USAID Civic Education Program (2022-2027)
The purpose of the USAID-funded Civic Education Program is to use civic education to prepare the next generation of Georgians to be civically engaged, know and exercise their democratic rights and responsibilities, harness technology, and build partnerships, including with the private sector, to support the increased abilities of Georgian youth to become more responsible citizens who will demand and facilitate more government accountability through civic action.

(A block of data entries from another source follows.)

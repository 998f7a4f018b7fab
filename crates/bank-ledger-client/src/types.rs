//! Request and response types for the bank-ledger client.

use rust_decimal::Decimal;
use serde::{Deserialize, Serialize};

/// Request to open an account.
#[derive(Debug, Clone, Serialize)]
pub struct OpenAccountRequest {
    /// Six-digit account number.
    pub account_no: String,
    /// Holder name (letters and spaces).
    pub name: String,
    /// Opening deposit, at least 100.00.
    #[serde(with = "rust_decimal::serde::float")]
    pub initial_balance: Decimal,
}

/// Deposit or withdrawal request body.
#[derive(Debug, Clone, Serialize)]
pub(crate) struct AmountRequest {
    #[serde(with = "rust_decimal::serde::float")]
    pub amount: Decimal,
}

/// An account as returned by the service.
#[derive(Debug, Clone, Deserialize)]
pub struct Account {
    /// Internal account ID.
    pub id: String,
    /// Six-digit account number.
    pub account_no: String,
    /// Holder name.
    pub name: String,
    /// Balance as a decimal amount.
    pub balance: f64,
    /// Balance in cents.
    pub balance_cents: i64,
    /// Balance formatted as dollars.
    pub balance_formatted: String,
    /// RFC 3339 creation timestamp.
    pub created_at: String,
    /// RFC 3339 timestamp of the last balance change.
    pub updated_at: String,
}

/// Account list response.
#[derive(Debug, Clone, Deserialize)]
pub struct AccountList {
    /// Live accounts, ordered by account number.
    pub accounts: Vec<Account>,
}

/// Balance response.
#[derive(Debug, Clone, Deserialize)]
pub struct Balance {
    /// Six-digit account number.
    pub account_no: String,
    /// Balance as a decimal amount.
    pub balance: f64,
    /// Balance in cents.
    pub balance_cents: i64,
    /// Balance formatted as dollars.
    pub balance_formatted: String,
}

/// Direction of a transaction.
#[derive(Debug, Clone, Copy, PartialEq, Eq, Deserialize)]
#[serde(rename_all = "snake_case")]
pub enum TransactionType {
    /// Money in.
    Deposit,
    /// Money out.
    Withdraw,
}

/// A transaction log entry.
#[derive(Debug, Clone, Deserialize)]
pub struct Transaction {
    /// Transaction ID.
    pub id: String,
    /// Account number.
    pub account_no: String,
    /// Direction.
    #[serde(rename = "type")]
    pub transaction_type: TransactionType,
    /// Amount moved, as a decimal.
    pub amount: f64,
    /// Amount moved, in cents.
    pub amount_cents: i64,
    /// Balance after this entry, as a decimal.
    pub balance: f64,
    /// Balance after this entry, in cents.
    pub balance_cents: i64,
    /// RFC 3339 timestamp.
    pub timestamp: String,
}

/// A page of transaction history.
#[derive(Debug, Clone, Deserialize)]
pub struct TransactionPage {
    /// Account number.
    pub account_no: String,
    /// Entries, newest first.
    pub transactions: Vec<Transaction>,
    /// Whether more entries exist past this page.
    pub has_more: bool,
}

/// Deletion acknowledgement.
#[derive(Debug, Clone, Deserialize)]
pub struct Deleted {
    /// Always `true`.
    pub deleted: bool,
    /// The removed account number.
    pub account_no: String,
}

/// Ledger-wide totals.
#[derive(Debug, Clone, Deserialize)]
pub struct Summary {
    /// Number of live accounts.
    pub total_accounts: usize,
    /// Sum of live balances, in cents.
    pub total_balance_cents: i64,
    /// Everything ever deposited, in cents.
    pub total_deposited_cents: i64,
    /// Everything ever withdrawn, in cents.
    pub total_withdrawn_cents: i64,
    /// Number of log entries.
    pub transaction_count: usize,
}

/// Health check response.
#[derive(Debug, Clone, Deserialize)]
pub struct Health {
    /// Service status.
    pub status: String,
    /// Service name.
    pub service: String,
    /// Service version.
    pub version: String,
    /// Live accounts held by the service.
    pub accounts: usize,
    /// Log entries held by the service.
    pub transactions: usize,
}

/// API error response format.
#[derive(Debug, Clone, Deserialize)]
pub(crate) struct ApiErrorResponse {
    pub error: ApiErrorBody,
}

/// API error body.
#[derive(Debug, Clone, Deserialize)]
pub(crate) struct ApiErrorBody {
    pub code: String,
    pub message: String,
    #[serde(default)]
    pub details: Option<serde_json::Value>,
}
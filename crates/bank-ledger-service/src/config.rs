//! Service configuration.

use std::str::FromStr;

/// Default listen address.
const DEFAULT_LISTEN_ADDR: &str = "0.0.0.0:8080";

/// Default maximum request body size (1 MiB).
const DEFAULT_MAX_BODY_BYTES: usize = 1024 * 1024;

/// Default request timeout in seconds.
const DEFAULT_REQUEST_TIMEOUT_SECONDS: u64 = 30;

/// Default cap on in-flight API requests.
const DEFAULT_MAX_CONCURRENT_REQUESTS: usize = 256;

/// Service configuration loaded from environment variables.
#[derive(Debug, Clone)]
pub struct ServiceConfig {
    /// Address to listen on (default: "0.0.0.0:8080").
    pub listen_addr: String,

    /// CORS allowed origins.
    pub cors_origins: Vec<String>,

    /// Maximum request body size in bytes.
    pub max_body_bytes: usize,

    /// Request timeout in seconds.
    pub request_timeout_seconds: u64,

    /// Maximum number of API requests processed at once.
    pub max_concurrent_requests: usize,
}

impl ServiceConfig {
    /// Load configuration from environment variables.
    ///
    /// Missing or unparseable values fall back to the defaults.
    #[must_use]
    pub fn from_env() -> Self {
        Self::from_lookup(|key| std::env::var(key).ok())
    }

    /// Build configuration from an arbitrary key lookup.
    #[must_use]
    pub fn from_lookup<F>(lookup: F) -> Self
    where
        F: Fn(&str) -> Option<String>,
    {
        Self {
            listen_addr: lookup("LISTEN_ADDR").unwrap_or_else(|| DEFAULT_LISTEN_ADDR.into()),
            cors_origins: lookup("CORS_ORIGINS")
                .unwrap_or_else(|| "*".into())
                .split(',')
                .map(|s| s.trim().to_string())
                .filter(|s| !s.is_empty())
                .collect(),
            max_body_bytes: parse_or(&lookup, "MAX_BODY_BYTES", DEFAULT_MAX_BODY_BYTES),
            request_timeout_seconds: parse_or(
                &lookup,
                "REQUEST_TIMEOUT_SECONDS",
                DEFAULT_REQUEST_TIMEOUT_SECONDS,
            ),
            max_concurrent_requests: parse_or(
                &lookup,
                "MAX_CONCURRENT_REQUESTS",
                DEFAULT_MAX_CONCURRENT_REQUESTS,
            ),
        }
    }
}

fn parse_or<F, T>(lookup: &F, key: &str, default: T) -> T
where
    F: Fn(&str) -> Option<String>,
    T: FromStr,
{
    match lookup(key) {
        Some(raw) => raw.trim().parse().unwrap_or_else(|_| {
            tracing::warn!(key, value = %raw, "Ignoring unparseable configuration value");
            default
        }),
        None => default,
    }
}

impl Default for ServiceConfig {
    fn default() -> Self {
        Self {
            listen_addr: DEFAULT_LISTEN_ADDR.into(),
            cors_origins: vec!["*".into()],
            max_body_bytes: DEFAULT_MAX_BODY_BYTES,
            request_timeout_seconds: DEFAULT_REQUEST_TIMEOUT_SECONDS,
            max_concurrent_requests: DEFAULT_MAX_CONCURRENT_REQUESTS,
        }
    }
}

The CEP team works with students, teachers, school administrators, Education Resource Centers (ERCs), the private sector, youth-led organizations, and universities on interventions that integrate the four cross-cutting aspects of the Positive Youth Development framework (PYD): asset building, agency, contribution and enabling environment. These interventions will be piloted and assessed with the goal of increasing students’ leadership-making capacity, expanding and increasing student-led activities, and institutionalizing democratic management practices in schools that improve student engagement.

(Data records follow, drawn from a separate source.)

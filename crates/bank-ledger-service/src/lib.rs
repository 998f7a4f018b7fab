//! Bank Ledger HTTP API Service.
//!
//! This crate exposes a [`bank_ledger_core::Ledger`] over HTTP:
//!
//! - Account management (open, look up, list, delete)
//! - Deposits and withdrawals
//! - Transaction history and ledger-wide summary
//!
//! All state is held in memory for the lifetime of the process. There is no
//! authentication layer.

#![forbid(unsafe_code)]
#![warn(missing_docs)]
#![warn(clippy::all)]
#![warn(clippy::pedantic)]
// Allow some pedantic lints that are noisy for Axum handler functions
#![allow(clippy::missing_errors_doc)] // Axum handlers all return Result
#![allow(clippy::unused_async)] // Handlers are async for the router even when they never await

pub mod config;
pub mod error;
pub mod handlers;
pub mod routes;
pub mod state;

pub use config::ServiceConfig;
pub use error::ApiError;
pub use routes::create_router;
pub use state::AppState;
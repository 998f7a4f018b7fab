//! Account management handlers.

use std::sync::Arc;

use axum::extract::{Path, State};
use axum::http::StatusCode;
use axum::Json;
use rust_decimal::Decimal;
use serde::{Deserialize, Serialize};

use bank_ledger_core::{cents_to_f64, format_cents, Account};

use crate::error::ApiError;
use crate::state::AppState;

/// Account response.
#[derive(Debug, Serialize)]
pub struct AccountResponse {
    /// Internal account ID.
    pub id: String,
    /// Six-digit account number.
    pub account_no: String,
    /// Holder name.
    pub name: String,
    /// Balance as a decimal amount.
    pub balance: f64,
    /// Balance in cents.
    pub balance_cents: i64,
    /// Balance formatted as dollars.
    pub balance_formatted: String,
    /// Created timestamp.
    pub created_at: String,
    /// Last balance change timestamp.
    pub updated_at: String,
}

impl From<&Account> for AccountResponse {
    fn from(account: &Account) -> Self {
        Self {
            id: account.id.to_string(),
            account_no: account.account_no.to_string(),
            name: account.name.clone(),
            balance: cents_to_f64(account.balance_cents),
            balance_cents: account.balance_cents,
            balance_formatted: format_cents(account.balance_cents),
            created_at: account.created_at.to_rfc3339(),
            updated_at: account.updated_at.to_rfc3339(),
        }
    }
}

/// Open account request.
#[derive(Debug, Deserialize)]
pub struct OpenAccountRequest {
    /// Six-digit account number chosen by the caller.
    pub account_no: String,
    /// Holder name (letters and spaces).
    pub name: String,
    /// Opening deposit, at least 100.00.
    pub initial_balance: Decimal,
}

/// List accounts response.
#[derive(Debug, Serialize)]
pub struct ListAccountsResponse {
    /// Live accounts, ordered by account number.
    pub accounts: Vec<AccountResponse>,
}

/// Balance response.
#[derive(Debug, Serialize)]
pub struct BalanceResponse {
    /// Six-digit account number.
    pub account_no: String,
    /// Balance as a decimal amount.
    pub balance: f64,
    /// Balance in cents.
    pub balance_cents: i64,
    /// Balance formatted as dollars.
    pub balance_formatted: String,
}

/// Delete account response.
#[derive(Debug, Serialize)]
pub struct DeleteAccountResponse {
    /// Always `true` on success.
    pub deleted: bool,
    /// The removed account number.
    pub account_no: String,
}

/// Open a new account.
pub async fn open_account(
    State(state): State<Arc<AppState>>,
    Json(body): Json<OpenAccountRequest>,
) -> Result<(StatusCode, Json<AccountResponse>), ApiError> {
    let account = state
        .ledger
        .open_account(&body.account_no, &body.name, body.initial_balance)
        .map_err(|e| {
            tracing::warn!(account_no = %body.account_no, error = %e, "Account opening rejected");
            ApiError::from(e)
        })?;

    tracing::info!(
        account_no = %account.account_no,
        balance_cents = account.balance_cents,
        "Account opened"
    );

    Ok((StatusCode::CREATED, Json(AccountResponse::from(&account))))
}

/// List every live account.
pub async fn list_accounts(State(state): State<Arc<AppState>>) -> Json<ListAccountsResponse> {
    let accounts = state
        .ledger
        .list_accounts()
        .iter()
        .map(AccountResponse::from)
        .collect();

    Json(ListAccountsResponse { accounts })
}

/// Get a single account.
pub async fn get_account(
    State(state): State<Arc<AppState>>,
    Path(account_no): Path<String>,
) -> Result<Json<AccountResponse>, ApiError> {
    let account = state.ledger.get_account(&account_no)?;

    Ok(Json(AccountResponse::from(&account)))
}

/// Get an account's current balance.
pub async fn get_balance(
    State(state): State<Arc<AppState>>,
    Path(account_no): Path<String>,
) -> Result<Json<BalanceResponse>, ApiError> {
    let balance_cents = state.ledger.balance(&account_no)?;

    Ok(Json(BalanceResponse {
        account_no,
        balance: cents_to_f64(balance_cents),
        balance_cents,
        balance_formatted: format_cents(balance_cents),
    }))
}

/// Delete an account. Its transaction log entries are retained.
pub async fn delete_account(
    State(state): State<Arc<AppState>>,
    Path(account_no): Path<String>,
) -> Result<Json<DeleteAccountResponse>, ApiError> {
    state.ledger.delete_account(&account_no)?;

    tracing::info!(account_no = %account_no, "Account deleted");

    Ok(Json(DeleteAccountResponse {
        deleted: true,
        account_no,
    }))
}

Students in grades 7 to 12 will be the key beneficiaries of CEP. Initiatives will focus on improving student-led civic and democratic engagement in schools starting in middle school, strengthening the engagement of the private sector in civic education to sustain forward progress in student agendas.
The transition to a new cadre of Civic Education (CE) teachers will continue under CEP. The older generation of teachers, especially those who were trained during the Soviet era, may not take advantage of the many enrichment and supplemental teaching materials that focus on experiential learning methods. This trend is especially visible in smaller and remote schools where previous USAID-funded and PH-implemented programs ACETT (Applied Civic Education and Teacher Training) and MT (Momavlis Taoba – Future Generation ) were not implemented. In addition, many teachers still lack access to digital technologies and in remote areas classes tend to be small with only a few secondary school students, presenting real challenges to applied project-based learning. On top of this, the global pandemic has exacerbated a national teacher shortage in Georgia. The NSM reform provides an opportunity to bring more young people in to the teaching field while CEP provides an opportunity to provide both new and current teachers in schools across Georgia with additional resources and knowledge on student-focused, inclusive civic education, including those who have not yet benefited from USAID programs.